Word for word, return every record that follows.

START Exercise inputs

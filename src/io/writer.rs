//! CoNLL-U file writer for a given language.
use std::fs::{File, OpenOptions};
use std::io::{BufWriter, Write};
use std::path::{Path, PathBuf};

use log::{debug, info};

use crate::annotation::AnnotatedDocument;
use crate::error::Error;
use crate::lang::Lang;

use super::conllu;

/// Writes annotated documents into `<dst>/output_<lang>.conllu`.
///
/// Note that nothing is created unless a write is performed
/// or [ConlluWriter::create] is called.
/// Each document is followed by an extra blank line.
pub struct ConlluWriter {
    path: PathBuf,
    append: bool,
    handle: Option<BufWriter<File>>,
    nb_documents: u64,
}

impl ConlluWriter {
    /// Create a new [ConlluWriter].
    ///
    /// If `append` is false, an existing file is truncated on first write.
    pub fn new(dst: &Path, lang: Lang, append: bool) -> Self {
        Self {
            path: dst.join(Self::filename(lang)),
            append,
            handle: None,
            nb_documents: 0,
        }
    }

    pub fn filename(lang: Lang) -> String {
        format!("output_{}.conllu", lang)
    }

    pub fn path(&self) -> &Path {
        &self.path
    }

    /// Number of documents written so far.
    pub fn nb_documents(&self) -> u64 {
        self.nb_documents
    }

    fn open(&mut self) -> Result<&mut BufWriter<File>, Error> {
        if self.handle.is_none() {
            if let Some(parent) = self.path.parent() {
                std::fs::create_dir_all(parent)?;
            }

            let mut options = OpenOptions::new();
            options.create(true);
            if self.append {
                options.append(true);
            } else {
                options.write(true).truncate(true);
            }

            info!("creating {:?} (append: {})", self.path, self.append);
            self.handle = Some(BufWriter::new(options.open(&self.path)?));
        }

        self.handle
            .as_mut()
            .ok_or_else(|| Error::Custom(format!("could not open {:?}", self.path)))
    }

    /// Open the output file now.
    ///
    /// Without `append`, this truncates whatever a previous run left,
    /// even if no document gets written afterwards.
    pub fn create(&mut self) -> Result<(), Error> {
        self.open().map(|_| ())
    }

    /// Write a document block and its separator.
    pub fn write_document(&mut self, doc: &AnnotatedDocument) -> Result<(), Error> {
        let handle = self.open()?;
        conllu::write_document(doc, handle)?;
        handle.write_all(b"\n")?;

        self.nb_documents += 1;
        debug!(
            "wrote document {} ({} sentences)",
            self.nb_documents,
            doc.sentences.len()
        );
        Ok(())
    }

    pub fn flush(&mut self) -> Result<(), Error> {
        match &mut self.handle {
            Some(handle) => Ok(handle.flush()?),
            None => Ok(()),
        }
    }
}
//! # wikiconllu
//!
//! Turns a Wikipedia dump into a CoNLL-U corpus for a given language:
//! records are cleaned from characters that are not part of the language alphabet,
//! tokenized (and optionally tagged) then written to `data/output_<lang>.conllu`.
//!
//! ```sh
//! wikiconllu --language en --sample_size 1000
//! wikiconllu -l ko -i kowiki.jsonl.gz --mode full -n 500
//! RUST_LOG=info wikiconllu -l fr --annotator udpipe --processors tokenize,pos,lemma
//! ```
use structopt::StructOpt;

use wikiconllu::error::Error;
use wikiconllu::pipelines::{Pipeline, Preprocess};

#[macro_use]
extern crate log;

mod cli;

fn main() -> Result<(), Error> {
    env_logger::init();

    let opt = cli::Preprocess::from_args();
    debug!("cli args\n{:#?}", opt);

    let pipeline = Preprocess::new(opt.into_config()?);
    match pipeline.run()? {
        Some(path) => info!("corpus written to {:?}", path),
        None => warn!("no corpus written"),
    }

    Ok(())
}
/*!
# IO utilities

CoNLL-U serialization ([conllu]) and per-language output files ([ConlluWriter]).
!*/
pub mod conllu;
mod writer;

pub use writer::ConlluWriter;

END Exercise inputs

▶ Task answer:
filename src/io/writer.rs
//! CoNLL-U file writer for a given language.
use std::fs::{File, OpenOptions};
use std::io::{BufWriter, Write};
use std::path::{Path, PathBuf};

use log::{debug, info};

use crate::annotation::AnnotatedDocument;
use crate::error::Error;
use crate::lang::Lang;

use super::conllu;

/// Writes annotated documents into `<dst>/output_<lang>.conllu`.
///
/// Note that nothing is created unless a write is performed
/// or [ConlluWriter::create] is called.
/// Each document is followed by an extra blank line.
pub struct ConlluWriter {
    path: PathBuf,
    append: bool,
    handle: Option<BufWriter<File>>,
    nb_documents: u64,
}

impl ConlluWriter {
    /// Create a new [ConlluWriter].
    ///
    /// If `append` is false, an existing file is truncated on first write.
    pub fn new(dst: &Path, lang: Lang, append: bool) -> Self {
        Self {
            path: dst.join(Self::filename(lang)),
            append,
            handle: None,
            nb_documents: 0,
        }
    }

    pub fn filename(lang: Lang) -> String {
        format!("output_{}.conllu", lang)
    }

    pub fn path(&self) -> &Path {
        &self.path
    }

    /// Number of documents written so far.
    pub fn nb_documents(&self) -> u64 {
        self.nb_documents
    }

    fn open(&mut self) -> Result<&mut BufWriter<File>, Error> {
        if self.handle.is_none() {
            if let Some(parent) = self.path.parent() {
                std::fs::create_dir_all(parent)?;
            }

            let mut options = OpenOptions::new();
            options.create(true);
            if self.append {
                options.append(true);
            } else {
                options.write(true).truncate(true);
            }

            info!("creating {:?} (append: {})", self.path, self.append);
            self.handle = Some(BufWriter::new(options.open(&self.path)?));
        }

        self.handle
            .as_mut()
            .ok_or_else(|| Error::Custom(format!("could not open {:?}", self.path)))
    }

    /// Open the output file now.
    ///
    /// Without `append`, this truncates whatever a previous run left,
    /// even if no document gets written afterwards.
    pub fn create(&mut self) -> Result<(), Error> {
        self.open().map(|_| ())
    }

    /// Write a document block and its separator.
    pub fn write_document(&mut self, doc: &AnnotatedDocument) -> Result<(), Error> {
        let handle = self.open()?;
        conllu::write_document(doc, handle)?;
        handle.write_all(b"\n")?;

        self.nb_documents += 1;
        debug!(
            "wrote document {} ({} sentences)",
            self.nb_documents,
            doc.sentences.len()
        );
        Ok(())
    }

    pub fn flush(&mut self) -> Result<(), Error> {
        match &mut self.handle {
            Some(handle) => Ok(handle.flush()?),
            None => Ok(()),
        }
    }
}
//! # wikiconllu
//!
//! Turns a Wikipedia dump into a CoNLL-U corpus for a given language:
//! records are cleaned from characters that are not part of the language alphabet,
//! tokenized (and optionally tagged) then written to `data/output_<lang>.conllu`.
//!
//! ```sh
//! wikiconllu --language en --sample_size 1000
//! wikiconllu -l ko -i kowiki.jsonl.gz --mode full -n 500
//! RUST_LOG=info wikiconllu -l fr --annotator udpipe --processors tokenize,pos,lemma
//! ```
use structopt::StructOpt;

use wikiconllu::error::Error;
use wikiconllu::pipelines::{Pipeline, Preprocess};

#[macro_use]
extern crate log;

mod cli;

fn main() -> Result<(), Error> {
    env_logger::init();

    let opt = cli::Preprocess::from_args();
    debug!("cli args\n{:#?}", opt);

    let pipeline = Preprocess::new(opt.into_config()?);
    match pipeline.run()? {
        Some(path) => info!("corpus written to {:?}", path),
        None => warn!("no corpus written"),
    }

    Ok(())
}
/*!
# IO utilities

CoNLL-U serialization ([conllu]) and per-language output files ([ConlluWriter]).
!*/
pub mod conllu;
mod writer;

pub use writer::ConlluWriter;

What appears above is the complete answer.